The cold didn't welcome him. It surrounded him.

Not the kind of cold that fades after a few minutes in the sun — but the kind that stays. The kind that clings to your ribs, settles into your spine, and reminds you with every breath that this place is not home. That you are a stranger here.

Germany, in February, wasn't just cold in temperature. It was cold in tone, cold in rhythm. And it didn't care who you were or where you came from.

He stood outside the airport terminal with a worn-out duffel bag slung over his shoulder and a second-hand winter coat zipped halfway up because the zipper was broken near the top. His sneakers were soaked from the slush. His socks, already too thin, squished with every step. It hadn't even been five minutes, and he already felt like he was bleeding warmth into the cobbled ground beneath him.

He pulled out his phone — cracked screen, 2% battery. The map app glitched for the third time that hour. He had saved the address of his new apartment, a place he'd never seen, never stepped foot in, only glimpsed through pixelated images sent by a man who barely replied to his texts.

A cheap bus ticket. An unfamiliar language. A schedule already running late. This was the start.

He boarded the bus to the city center, pressing his forehead to the glass as Germany rolled past him in shades of gray and concrete. Trams screeched along metal rails. Cyclists sped past cars that waited like statues at red lights. The air outside looked thick with cloud and wet with unfinished snow. Even the sky seemed exhausted.

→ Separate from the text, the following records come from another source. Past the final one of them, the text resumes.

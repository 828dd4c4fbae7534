//! Durable, append-only record of finalized rows.
//!
//! Layout inside the checkpoint directory:
//! - `checkpoint.jsonl`: one [`CheckpointEntry`] per finalized row
//! - `checkpoint.manifest.json`: shape of the source table at first run
//! - `checkpoint.lock`: held exclusively (fs2) while the store is open
//!
//! Entries are only ever appended. A torn final line left by a crash is
//! truncated on open; every complete entry survives.

use std::collections::{HashMap, HashSet};
use std::io::{Read, Seek};
use std::path::{Path, PathBuf};

use chrono::{DateTime, Utc};
use fs2::FileExt;
use serde::{Deserialize, Serialize};
use sha2::{Digest, Sha256};
use thiserror::Error;
use tokio::fs::{self, File, OpenOptions};
use tokio::io::AsyncWriteExt;
use tokio::sync::RwLock;
use tracing::{debug, info, warn};

use crate::domain::{RowKey, RowOutcome, Table};

const ENTRIES_FILE: &str = "checkpoint.jsonl";
const MANIFEST_FILE: &str = "checkpoint.manifest.json";
const LOCK_FILE: &str = "checkpoint.lock";

#[derive(Debug, Error)]
pub enum CheckpointError {
    #[error("Checkpoint I/O error on {path}: {source}")]
    Io {
        path: PathBuf,
        #[source]
        source: std::io::Error,
    },

    #[error("Corrupt checkpoint entry at {path}:{line}: {source}")]
    Corrupt {
        path: PathBuf,
        line: usize,
        #[source]
        source: serde_json::Error,
    },

    #[error("Failed to serialize checkpoint data: {0}")]
    Serialization(#[from] serde_json::Error),

    #[error("Checkpoint at {0} is in use by another process")]
    Locked(PathBuf),

    #[error("Source table changed since checkpoint was created: {0}")]
    SourceChanged(String),
}

fn io_err(path: &Path) -> impl FnOnce(std::io::Error) -> CheckpointError + '_ {
    move |source| CheckpointError::Io {
        path: path.to_path_buf(),
        source,
    }
}

/// One finalized row
#[derive(Debug, Clone, PartialEq, Serialize, Deserialize)]
pub struct CheckpointEntry {
    pub key: RowKey,
    pub recorded_at: DateTime<Utc>,

    /// Present when the store keeps outcomes
    #[serde(default, skip_serializing_if = "Option::is_none")]
    pub outcome: Option<RowOutcome>,
}

/// Shape of the source table the checkpoint was started against
#[derive(Debug, Clone, PartialEq, Eq, Serialize, Deserialize)]
pub struct SourceManifest {
    pub row_count: usize,

    /// SHA-256 over the sorted row keys
    pub key_digest: String,
}

impl SourceManifest {
    pub fn from_table(table: &Table) -> Self {
        let mut keys: Vec<&str> = table.rows.iter().map(|r| r.key.as_str()).collect();
        keys.sort_unstable();

        let mut hasher = Sha256::new();
        for key in keys {
            hasher.update(key.as_bytes());
            hasher.update(b"\n");
        }

        Self {
            row_count: table.len(),
            key_digest: hex::encode(hasher.finalize()),
        }
    }
}

/// Result of comparing a table against the stored manifest
#[derive(Debug, Clone, Copy, PartialEq, Eq)]
pub enum SourceCheck {
    /// No prior manifest; one was written
    Recorded,
    Unchanged,
    /// Mismatch tolerated because enforcement is off
    Changed,
}

/// Append-only checkpoint store shared by every worker of a cycle
pub struct CheckpointStore {
    dir: PathBuf,
    entries_path: PathBuf,
    manifest_path: PathBuf,
    store_outcomes: bool,

    /// Append handle. Writers hold the write lock; loads hold the read lock.
    file: RwLock<File>,

    /// Keeps the fs2 lock alive for the store's lifetime
    _lock: std::fs::File,
}

impl CheckpointStore {
    /// Open (or create) the checkpoint in `dir`
    pub async fn open(dir: &Path, store_outcomes: bool) -> Result<Self, CheckpointError> {
        fs::create_dir_all(dir).await.map_err(io_err(dir))?;

        let lock_path = dir.join(LOCK_FILE);
        let lock = std::fs::OpenOptions::new()
            .create(true)
            .truncate(false)
            .write(true)
            .open(&lock_path)
            .map_err(io_err(&lock_path))?;
        lock.try_lock_exclusive()
            .map_err(|_| CheckpointError::Locked(dir.to_path_buf()))?;

        let entries_path = dir.join(ENTRIES_FILE);
        Self::repair_torn_tail(&entries_path)?;

        let file = OpenOptions::new()
            .create(true)
            .append(true)
            .open(&entries_path)
            .await
            .map_err(io_err(&entries_path))?;

        debug!(path = %entries_path.display(), "Checkpoint store opened");

        Ok(Self {
            dir: dir.to_path_buf(),
            manifest_path: dir.join(MANIFEST_FILE),
            entries_path,
            store_outcomes,
            file: RwLock::new(file),
            _lock: lock,
        })
    }

    /// Drop a trailing partial line left by a crash mid-append
    fn repair_torn_tail(path: &Path) -> Result<(), CheckpointError> {
        let mut file = match std::fs::OpenOptions::new().read(true).write(true).open(path) {
            Ok(f) => f,
            Err(e) if e.kind() == std::io::ErrorKind::NotFound => return Ok(()),
            Err(e) => return Err(io_err(path)(e)),
        };

        let mut content = Vec::new();
        file.read_to_end(&mut content).map_err(io_err(path))?;
        if content.is_empty() || content.ends_with(b"\n") {
            return Ok(());
        }

        let keep = content
            .iter()
            .rposition(|b| *b == b'\n')
            .map(|p| p + 1)
            .unwrap_or(0);
        warn!(
            path = %path.display(),
            dropped_bytes = content.len() - keep,
            "Truncating torn checkpoint entry"
        );
        file.set_len(keep as u64).map_err(io_err(path))?;
        file.rewind().map_err(io_err(path))?;
        Ok(())
    }

    pub fn dir(&self) -> &Path {
        &self.dir
    }

    pub fn entries_path(&self) -> &Path {
        &self.entries_path
    }

    pub fn stores_outcomes(&self) -> bool {
        self.store_outcomes
    }

    /// All entries, latest entry per key winning
    pub async fn load_entries(&self) -> Result<HashMap<RowKey, CheckpointEntry>, CheckpointError> {
        let _guard = self.file.read().await;

        let content = match fs::read_to_string(&self.entries_path).await {
            Ok(c) => c,
            Err(e) if e.kind() == std::io::ErrorKind::NotFound => String::new(),
            Err(e) => return Err(io_err(&self.entries_path)(e)),
        };

        let mut entries = HashMap::new();
        for (idx, line) in content.lines().enumerate() {
            if line.trim().is_empty() {
                continue;
            }
            let entry: CheckpointEntry =
                serde_json::from_str(line).map_err(|source| CheckpointError::Corrupt {
                    path: self.entries_path.clone(),
                    line: idx + 1,
                    source,
                })?;
            entries.insert(entry.key.clone(), entry);
        }

        Ok(entries)
    }

    /// Keys of every finalized row
    pub async fn load(&self) -> Result<HashSet<RowKey>, CheckpointError> {
        Ok(self.load_entries().await?.into_keys().collect())
    }

    /// Append one finalized row. Called exactly once per row outcome.
    pub async fn record(&self, outcome: &RowOutcome) -> Result<(), CheckpointError> {
        let entry = CheckpointEntry {
            key: outcome.key.clone(),
            recorded_at: Utc::now(),
            outcome: self.store_outcomes.then(|| outcome.clone()),
        };
        let mut line = serde_json::to_string(&entry)?;
        line.push('\n');

        let mut file = self.file.write().await;
        file.write_all(line.as_bytes())
            .await
            .map_err(io_err(&self.entries_path))?;
        file.flush().await.map_err(io_err(&self.entries_path))?;
        file.sync_data().await.map_err(io_err(&self.entries_path))?;

        Ok(())
    }

    /// Forget every entry and the source manifest
    pub async fn reset(&self) -> Result<(), CheckpointError> {
        let file = self.file.write().await;
        file.set_len(0).await.map_err(io_err(&self.entries_path))?;

        match fs::remove_file(&self.manifest_path).await {
            Ok(()) => {}
            Err(e) if e.kind() == std::io::ErrorKind::NotFound => {}
            Err(e) => return Err(io_err(&self.manifest_path)(e)),
        }

        info!(path = %self.entries_path.display(), "Checkpoint reset");
        Ok(())
    }

    pub async fn read_manifest(&self) -> Result<Option<SourceManifest>, CheckpointError> {
        match fs::read_to_string(&self.manifest_path).await {
            Ok(content) => Ok(Some(serde_json::from_str(&content)?)),
            Err(e) if e.kind() == std::io::ErrorKind::NotFound => Ok(None),
            Err(e) => Err(io_err(&self.manifest_path)(e)),
        }
    }

    async fn write_manifest(&self, manifest: &SourceManifest) -> Result<(), CheckpointError> {
        let tmp = self.manifest_path.with_extension("json.tmp");
        let json = serde_json::to_string_pretty(manifest)?;
        fs::write(&tmp, json).await.map_err(io_err(&tmp))?;
        fs::rename(&tmp, &self.manifest_path)
            .await
            .map_err(io_err(&self.manifest_path))?;
        Ok(())
    }

    /// Compare the table against the manifest recorded on first run.
    ///
    /// With `enforce` set, a changed table is an error; otherwise it is
    /// logged and the checkpoint is trusted as-is.
    pub async fn verify_source(
        &self,
        table: &Table,
        enforce: bool,
    ) -> Result<SourceCheck, CheckpointError> {
        let current = SourceManifest::from_table(table);

        let stored = match self.read_manifest().await? {
            Some(m) => m,
            None => {
                self.write_manifest(&current).await?;
                return Ok(SourceCheck::Recorded);
            }
        };

        if stored == current {
            return Ok(SourceCheck::Unchanged);
        }

        let detail = format!(
            "row count {} -> {}, key digest {} -> {}",
            stored.row_count,
            current.row_count,
            &stored.key_digest[..stored.key_digest.len().min(12)],
            &current.key_digest[..current.key_digest.len().min(12)],
        );

        if enforce {
            return Err(CheckpointError::SourceChanged(detail));
        }

        warn!(%detail, "Source table changed since checkpoint; trusting existing entries");
        Ok(SourceCheck::Changed)
    }
}

#[cfg(test)]
mod tests {
    use super::*;
    use serde_json::{json, Map};
    use std::collections::BTreeMap;
    use tempfile::TempDir;

    use crate::domain::Row;

    fn table(keys: &[&str]) -> Table {
        Table::new(keys.iter().map(|k| Row::new(*k, Map::new())).collect())
    }

    fn ok(key: &str) -> RowOutcome {
        RowOutcome::succeeded(RowKey::new(key), 0, 1, json!({"v": key}), BTreeMap::new())
    }

    #[tokio::test]
    async fn test_record_and_load() {
        let temp = TempDir::new().unwrap();
        let store = CheckpointStore::open(temp.path(), true).await.unwrap();

        assert!(store.load().await.unwrap().is_empty());

        store.record(&ok("a")).await.unwrap();
        store.record(&ok("b")).await.unwrap();

        let keys = store.load().await.unwrap();
        assert_eq!(keys.len(), 2);
        assert!(keys.contains(&RowKey::new("a")));

        let entries = store.load_entries().await.unwrap();
        assert_eq!(entries[&RowKey::new("b")].outcome, Some(ok("b")));
    }

    #[tokio::test]
    async fn test_outcomes_optional() {
        let temp = TempDir::new().unwrap();
        let store = CheckpointStore::open(temp.path(), false).await.unwrap();
        store.record(&ok("a")).await.unwrap();

        let entries = store.load_entries().await.unwrap();
        assert_eq!(entries[&RowKey::new("a")].outcome, None);
    }

    #[tokio::test]
    async fn test_second_open_is_locked() {
        let temp = TempDir::new().unwrap();
        let _store = CheckpointStore::open(temp.path(), true).await.unwrap();

        let second = CheckpointStore::open(temp.path(), true).await;
        assert!(matches!(second, Err(CheckpointError::Locked(_))));
    }

    #[tokio::test]
    async fn test_reopen_after_drop_keeps_entries() {
        let temp = TempDir::new().unwrap();
        {
            let store = CheckpointStore::open(temp.path(), true).await.unwrap();
            store.record(&ok("a")).await.unwrap();
        }
        let store = CheckpointStore::open(temp.path(), true).await.unwrap();
        assert_eq!(store.load().await.unwrap().len(), 1);
    }

    #[tokio::test]
    async fn test_torn_tail_is_dropped() {
        let temp = TempDir::new().unwrap();
        {
            let store = CheckpointStore::open(temp.path(), true).await.unwrap();
            store.record(&ok("a")).await.unwrap();
        }
        // Simulate a crash mid-append
        let path = temp.path().join(ENTRIES_FILE);
        let mut content = std::fs::read_to_string(&path).unwrap();
        content.push_str("{\"key\":\"b\",\"recor");
        std::fs::write(&path, content).unwrap();

        let store = CheckpointStore::open(temp.path(), true).await.unwrap();
        store.record(&ok("c")).await.unwrap();

        let keys = store.load().await.unwrap();
        assert_eq!(keys.len(), 2);
        assert!(keys.contains(&RowKey::new("a")));
        assert!(keys.contains(&RowKey::new("c")));
    }

    #[tokio::test]
    async fn test_reset_clears_entries_and_manifest() {
        let temp = TempDir::new().unwrap();
        let store = CheckpointStore::open(temp.path(), true).await.unwrap();
        store.verify_source(&table(&["a"]), true).await.unwrap();
        store.record(&ok("a")).await.unwrap();

        store.reset().await.unwrap();
        assert!(store.load().await.unwrap().is_empty());
        assert!(store.read_manifest().await.unwrap().is_none());

        // Appends keep working after a reset
        store.record(&ok("b")).await.unwrap();
        assert_eq!(store.load().await.unwrap().len(), 1);
    }

    #[tokio::test]
    async fn test_verify_source() {
        let temp = TempDir::new().unwrap();
        let store = CheckpointStore::open(temp.path(), true).await.unwrap();

        let t = table(&["a", "b"]);
        assert_eq!(store.verify_source(&t, true).await.unwrap(), SourceCheck::Recorded);
        assert_eq!(store.verify_source(&t, true).await.unwrap(), SourceCheck::Unchanged);

        // Key order does not matter
        let reordered = table(&["b", "a"]);
        assert_eq!(
            store.verify_source(&reordered, true).await.unwrap(),
            SourceCheck::Unchanged
        );

        let changed = table(&["a", "b", "c"]);
        assert!(matches!(
            store.verify_source(&changed, true).await,
            Err(CheckpointError::SourceChanged(_))
        ));
        assert_eq!(
            store.verify_source(&changed, false).await.unwrap(),
            SourceCheck::Changed
        );
    }
}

The driver didn't announce stops. The signs were in long, twisted words he couldn't pronounce. "Nächster Halt: Marienstraße." He had practiced those syllables a dozen times on Duolingo. It still sounded like a riddle.

By the time he found the right street, the sun had dipped. The wind grew louder between the buildings. He counted the apartment numbers in reverse, dragging his bag over cracks in the pavement until he reached the front of an old building that looked like it had long since given up trying to impress anyone.

Peeling yellow paint. A buzzer that didn't work. Trash bags lining the front steps.

He knocked twice. Then three more times.

The door finally opened.

A man stood there with dark circles under his eyes and a can of beer already half-empty in one hand. He wore socks and sandals. His hair looked like it hadn't been combed in a week.

"You're the new guy?"

The voice was flat. Slurred slightly. No warmth. No judgment either. Just routine.

The man turned and walked back into the hallway, leaving the door open without another word.

He stepped inside.

The stairwell smelled like cigarette ash and wet concrete. The hall light flickered. He passed two doors on the way to his room, both open, both with people inside playing loud music on tinny speakers.

His room — if it could be called that — had a mattress on the floor, a broken plastic chair, and a small window that faced a wall covered in graffiti. The radiator wheezed like an old man with lung problems. One bulb in the ceiling flickered overhead.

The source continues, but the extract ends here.